Start of Supplied entries

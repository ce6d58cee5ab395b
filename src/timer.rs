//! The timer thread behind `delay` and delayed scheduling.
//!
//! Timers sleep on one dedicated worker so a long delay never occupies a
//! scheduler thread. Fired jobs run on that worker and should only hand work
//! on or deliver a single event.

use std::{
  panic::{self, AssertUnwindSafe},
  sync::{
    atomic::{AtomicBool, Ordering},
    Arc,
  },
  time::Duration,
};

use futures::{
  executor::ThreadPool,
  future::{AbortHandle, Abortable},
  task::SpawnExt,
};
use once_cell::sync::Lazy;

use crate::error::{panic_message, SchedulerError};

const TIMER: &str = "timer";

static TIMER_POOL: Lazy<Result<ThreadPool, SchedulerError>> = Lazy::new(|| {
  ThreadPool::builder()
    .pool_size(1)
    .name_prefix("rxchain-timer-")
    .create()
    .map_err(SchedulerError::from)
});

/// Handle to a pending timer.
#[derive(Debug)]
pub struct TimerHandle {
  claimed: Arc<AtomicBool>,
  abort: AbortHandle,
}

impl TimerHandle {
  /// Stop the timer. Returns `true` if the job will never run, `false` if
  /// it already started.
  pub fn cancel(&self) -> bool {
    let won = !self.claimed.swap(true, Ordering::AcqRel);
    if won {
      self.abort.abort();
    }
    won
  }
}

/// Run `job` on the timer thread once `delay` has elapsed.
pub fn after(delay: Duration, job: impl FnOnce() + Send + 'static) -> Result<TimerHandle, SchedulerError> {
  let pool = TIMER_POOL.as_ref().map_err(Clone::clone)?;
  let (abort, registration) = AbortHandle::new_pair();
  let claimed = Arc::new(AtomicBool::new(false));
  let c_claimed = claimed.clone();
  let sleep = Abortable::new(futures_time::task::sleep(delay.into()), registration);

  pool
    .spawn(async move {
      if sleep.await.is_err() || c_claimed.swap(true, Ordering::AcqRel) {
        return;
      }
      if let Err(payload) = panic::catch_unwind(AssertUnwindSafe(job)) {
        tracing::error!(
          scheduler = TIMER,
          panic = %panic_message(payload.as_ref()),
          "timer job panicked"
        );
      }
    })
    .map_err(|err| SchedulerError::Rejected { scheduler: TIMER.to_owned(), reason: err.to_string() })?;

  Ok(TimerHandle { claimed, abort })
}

End of Supplied entries

* **What is being asked**
Your task is to list each line of the records with the word "TimerHandle".

* **Your solution**
pub struct TimerHandle {
impl TimerHandle {
pub fn after(delay: Duration, job: impl FnOnce() + Send + 'static) -> Result<TimerHandle, SchedulerError> {
  Ok(TimerHandle { claimed, abort })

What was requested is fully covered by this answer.